[[ Data provided, beginning ]]

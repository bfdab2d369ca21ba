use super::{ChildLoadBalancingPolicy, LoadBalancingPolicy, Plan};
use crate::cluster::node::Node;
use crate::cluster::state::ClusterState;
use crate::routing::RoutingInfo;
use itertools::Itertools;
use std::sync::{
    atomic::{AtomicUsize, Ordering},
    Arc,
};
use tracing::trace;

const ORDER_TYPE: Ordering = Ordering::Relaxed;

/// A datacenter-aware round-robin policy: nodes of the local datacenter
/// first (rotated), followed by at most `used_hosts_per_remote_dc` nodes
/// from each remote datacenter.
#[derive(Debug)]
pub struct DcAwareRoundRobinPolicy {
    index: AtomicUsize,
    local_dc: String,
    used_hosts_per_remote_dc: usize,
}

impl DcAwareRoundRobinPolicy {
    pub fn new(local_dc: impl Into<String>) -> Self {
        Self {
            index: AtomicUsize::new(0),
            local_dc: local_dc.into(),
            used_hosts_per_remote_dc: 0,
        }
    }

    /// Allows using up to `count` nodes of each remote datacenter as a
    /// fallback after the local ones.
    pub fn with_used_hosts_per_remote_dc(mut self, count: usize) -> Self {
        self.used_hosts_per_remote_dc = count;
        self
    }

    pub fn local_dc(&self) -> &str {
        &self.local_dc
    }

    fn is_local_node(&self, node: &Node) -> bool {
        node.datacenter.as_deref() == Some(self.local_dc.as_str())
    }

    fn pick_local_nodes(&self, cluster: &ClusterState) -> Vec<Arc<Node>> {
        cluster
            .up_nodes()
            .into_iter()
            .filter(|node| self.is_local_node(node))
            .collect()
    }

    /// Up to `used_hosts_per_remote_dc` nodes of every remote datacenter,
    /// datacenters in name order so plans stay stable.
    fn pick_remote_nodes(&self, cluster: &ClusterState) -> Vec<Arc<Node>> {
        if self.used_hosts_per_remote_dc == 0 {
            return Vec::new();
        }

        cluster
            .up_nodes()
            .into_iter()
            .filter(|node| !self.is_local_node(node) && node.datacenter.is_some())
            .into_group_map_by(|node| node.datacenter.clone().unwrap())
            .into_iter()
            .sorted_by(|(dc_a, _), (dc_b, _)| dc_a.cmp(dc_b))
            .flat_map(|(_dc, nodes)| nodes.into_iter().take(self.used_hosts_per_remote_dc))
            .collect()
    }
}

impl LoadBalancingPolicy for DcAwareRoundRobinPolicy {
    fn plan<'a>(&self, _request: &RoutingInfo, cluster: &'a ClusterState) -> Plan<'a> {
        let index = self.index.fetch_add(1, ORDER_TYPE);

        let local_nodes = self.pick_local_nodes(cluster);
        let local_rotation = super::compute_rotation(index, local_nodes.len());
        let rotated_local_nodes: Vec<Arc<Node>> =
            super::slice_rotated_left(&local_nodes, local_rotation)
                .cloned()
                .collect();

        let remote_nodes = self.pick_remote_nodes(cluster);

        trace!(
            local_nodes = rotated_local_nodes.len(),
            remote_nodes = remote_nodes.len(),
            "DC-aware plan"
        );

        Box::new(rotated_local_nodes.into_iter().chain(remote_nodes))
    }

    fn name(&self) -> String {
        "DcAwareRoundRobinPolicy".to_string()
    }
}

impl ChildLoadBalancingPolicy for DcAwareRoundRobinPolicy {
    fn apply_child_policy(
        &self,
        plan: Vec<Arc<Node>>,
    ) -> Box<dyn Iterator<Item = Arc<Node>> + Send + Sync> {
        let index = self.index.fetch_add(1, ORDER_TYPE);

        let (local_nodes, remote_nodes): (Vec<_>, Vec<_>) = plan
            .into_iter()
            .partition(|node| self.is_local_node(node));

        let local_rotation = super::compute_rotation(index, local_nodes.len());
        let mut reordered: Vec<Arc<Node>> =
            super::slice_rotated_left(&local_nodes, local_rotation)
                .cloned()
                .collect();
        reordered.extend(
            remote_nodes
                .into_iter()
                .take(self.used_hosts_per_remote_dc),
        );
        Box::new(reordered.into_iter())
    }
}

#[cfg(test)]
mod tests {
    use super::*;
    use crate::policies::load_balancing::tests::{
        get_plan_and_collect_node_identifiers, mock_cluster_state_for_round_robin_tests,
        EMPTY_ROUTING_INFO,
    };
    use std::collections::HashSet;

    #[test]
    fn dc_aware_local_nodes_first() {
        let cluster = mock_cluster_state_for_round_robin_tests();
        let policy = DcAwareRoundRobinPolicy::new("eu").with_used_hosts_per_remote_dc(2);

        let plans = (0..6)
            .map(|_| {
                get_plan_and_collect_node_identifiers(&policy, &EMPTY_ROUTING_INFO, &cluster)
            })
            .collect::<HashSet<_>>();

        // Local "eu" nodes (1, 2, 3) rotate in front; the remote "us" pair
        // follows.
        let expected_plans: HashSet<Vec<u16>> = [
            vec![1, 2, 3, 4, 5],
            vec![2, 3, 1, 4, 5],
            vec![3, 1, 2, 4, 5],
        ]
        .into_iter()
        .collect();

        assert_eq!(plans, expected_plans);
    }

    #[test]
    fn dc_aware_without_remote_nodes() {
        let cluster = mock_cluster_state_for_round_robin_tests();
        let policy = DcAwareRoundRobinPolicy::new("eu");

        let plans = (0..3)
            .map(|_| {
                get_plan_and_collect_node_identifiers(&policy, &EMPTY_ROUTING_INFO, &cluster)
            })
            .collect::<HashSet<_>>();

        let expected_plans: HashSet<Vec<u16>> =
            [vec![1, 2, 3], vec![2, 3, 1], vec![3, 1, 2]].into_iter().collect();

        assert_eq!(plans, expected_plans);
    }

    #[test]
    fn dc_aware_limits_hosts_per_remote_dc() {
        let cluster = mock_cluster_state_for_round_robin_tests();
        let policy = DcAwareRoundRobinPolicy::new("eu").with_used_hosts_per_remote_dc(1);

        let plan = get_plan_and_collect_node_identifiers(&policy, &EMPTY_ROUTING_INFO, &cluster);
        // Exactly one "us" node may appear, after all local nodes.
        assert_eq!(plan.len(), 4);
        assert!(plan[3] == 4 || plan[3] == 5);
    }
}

[[ Data provided, end ]]
[[ Data provided, beginning ]]

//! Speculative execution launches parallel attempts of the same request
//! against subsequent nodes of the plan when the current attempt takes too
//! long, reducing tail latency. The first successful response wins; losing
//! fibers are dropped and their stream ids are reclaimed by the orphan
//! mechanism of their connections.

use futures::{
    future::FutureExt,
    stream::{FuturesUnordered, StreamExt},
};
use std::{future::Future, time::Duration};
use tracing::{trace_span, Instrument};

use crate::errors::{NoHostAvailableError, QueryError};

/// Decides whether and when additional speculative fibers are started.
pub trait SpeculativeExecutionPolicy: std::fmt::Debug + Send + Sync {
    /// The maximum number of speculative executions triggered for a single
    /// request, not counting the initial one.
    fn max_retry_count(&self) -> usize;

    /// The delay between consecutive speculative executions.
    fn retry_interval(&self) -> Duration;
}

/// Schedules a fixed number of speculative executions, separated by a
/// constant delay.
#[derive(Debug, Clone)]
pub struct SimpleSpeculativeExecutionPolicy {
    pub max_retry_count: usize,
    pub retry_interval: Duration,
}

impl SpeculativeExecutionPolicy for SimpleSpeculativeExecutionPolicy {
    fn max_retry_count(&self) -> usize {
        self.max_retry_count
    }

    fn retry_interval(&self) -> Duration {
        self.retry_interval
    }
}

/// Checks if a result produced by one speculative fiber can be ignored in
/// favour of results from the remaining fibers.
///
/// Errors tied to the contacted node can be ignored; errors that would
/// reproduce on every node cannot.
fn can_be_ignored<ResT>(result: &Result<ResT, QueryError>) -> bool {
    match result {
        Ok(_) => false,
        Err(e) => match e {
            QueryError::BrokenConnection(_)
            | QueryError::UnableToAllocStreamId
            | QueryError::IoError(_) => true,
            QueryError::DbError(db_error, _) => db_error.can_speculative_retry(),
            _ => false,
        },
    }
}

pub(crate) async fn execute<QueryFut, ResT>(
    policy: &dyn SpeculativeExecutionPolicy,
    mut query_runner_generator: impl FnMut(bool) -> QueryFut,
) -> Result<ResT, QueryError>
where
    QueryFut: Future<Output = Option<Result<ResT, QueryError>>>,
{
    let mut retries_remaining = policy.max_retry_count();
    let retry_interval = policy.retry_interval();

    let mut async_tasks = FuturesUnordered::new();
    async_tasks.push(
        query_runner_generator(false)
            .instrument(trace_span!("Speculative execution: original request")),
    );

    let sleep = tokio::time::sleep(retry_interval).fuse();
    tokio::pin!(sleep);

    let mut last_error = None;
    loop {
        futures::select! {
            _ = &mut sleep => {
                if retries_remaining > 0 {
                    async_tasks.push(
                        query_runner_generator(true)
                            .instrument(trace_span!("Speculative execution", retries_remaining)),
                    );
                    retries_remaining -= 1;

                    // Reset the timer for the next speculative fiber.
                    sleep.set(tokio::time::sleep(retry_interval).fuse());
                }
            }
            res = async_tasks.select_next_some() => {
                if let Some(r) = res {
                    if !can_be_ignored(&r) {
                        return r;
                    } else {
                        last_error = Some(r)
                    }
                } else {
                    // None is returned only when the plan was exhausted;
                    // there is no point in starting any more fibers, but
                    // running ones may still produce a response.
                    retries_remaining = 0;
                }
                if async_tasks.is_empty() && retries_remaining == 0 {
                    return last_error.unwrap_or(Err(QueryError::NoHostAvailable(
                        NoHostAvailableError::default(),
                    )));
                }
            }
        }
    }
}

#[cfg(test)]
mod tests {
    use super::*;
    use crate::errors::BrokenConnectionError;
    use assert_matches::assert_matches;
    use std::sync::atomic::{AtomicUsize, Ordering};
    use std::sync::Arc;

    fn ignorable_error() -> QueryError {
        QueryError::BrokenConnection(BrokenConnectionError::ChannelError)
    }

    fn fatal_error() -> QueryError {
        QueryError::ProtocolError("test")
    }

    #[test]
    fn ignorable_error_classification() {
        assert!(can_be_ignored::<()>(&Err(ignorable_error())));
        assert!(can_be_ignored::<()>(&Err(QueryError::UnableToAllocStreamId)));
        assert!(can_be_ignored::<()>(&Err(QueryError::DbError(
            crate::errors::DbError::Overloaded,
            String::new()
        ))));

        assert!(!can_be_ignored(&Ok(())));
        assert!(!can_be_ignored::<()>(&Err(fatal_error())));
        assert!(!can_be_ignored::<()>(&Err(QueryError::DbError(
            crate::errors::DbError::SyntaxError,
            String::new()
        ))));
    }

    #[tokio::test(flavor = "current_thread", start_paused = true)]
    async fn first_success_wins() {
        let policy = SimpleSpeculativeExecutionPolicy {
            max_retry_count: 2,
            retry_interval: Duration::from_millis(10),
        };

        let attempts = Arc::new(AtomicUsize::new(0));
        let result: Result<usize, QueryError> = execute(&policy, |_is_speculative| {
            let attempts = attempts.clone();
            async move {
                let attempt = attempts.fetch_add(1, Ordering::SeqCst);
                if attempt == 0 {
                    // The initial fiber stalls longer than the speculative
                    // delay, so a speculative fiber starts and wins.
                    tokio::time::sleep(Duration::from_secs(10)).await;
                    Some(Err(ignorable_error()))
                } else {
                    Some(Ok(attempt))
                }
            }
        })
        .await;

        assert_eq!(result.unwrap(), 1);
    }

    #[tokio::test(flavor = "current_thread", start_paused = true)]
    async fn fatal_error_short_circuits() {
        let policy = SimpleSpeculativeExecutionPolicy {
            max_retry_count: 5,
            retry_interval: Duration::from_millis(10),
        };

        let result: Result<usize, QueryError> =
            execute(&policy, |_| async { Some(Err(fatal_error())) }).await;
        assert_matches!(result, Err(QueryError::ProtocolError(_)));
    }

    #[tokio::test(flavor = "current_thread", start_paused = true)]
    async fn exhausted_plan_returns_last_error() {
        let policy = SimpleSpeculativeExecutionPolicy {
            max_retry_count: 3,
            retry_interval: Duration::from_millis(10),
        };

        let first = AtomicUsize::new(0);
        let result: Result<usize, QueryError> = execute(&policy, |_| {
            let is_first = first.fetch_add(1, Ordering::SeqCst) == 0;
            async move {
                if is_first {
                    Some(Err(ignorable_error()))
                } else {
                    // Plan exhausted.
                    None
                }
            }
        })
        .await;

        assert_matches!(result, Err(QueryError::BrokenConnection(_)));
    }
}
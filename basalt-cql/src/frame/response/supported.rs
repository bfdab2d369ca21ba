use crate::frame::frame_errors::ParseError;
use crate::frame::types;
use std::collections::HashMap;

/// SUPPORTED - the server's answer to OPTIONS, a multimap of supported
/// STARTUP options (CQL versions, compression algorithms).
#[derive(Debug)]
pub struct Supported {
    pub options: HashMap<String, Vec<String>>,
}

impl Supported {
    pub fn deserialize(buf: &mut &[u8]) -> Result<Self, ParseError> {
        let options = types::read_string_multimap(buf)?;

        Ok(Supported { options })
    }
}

[[ Data provided, end ]]

_Work item:_ Count the lines above with the string "None"; report only that figure.

_Completed exercise:_ 3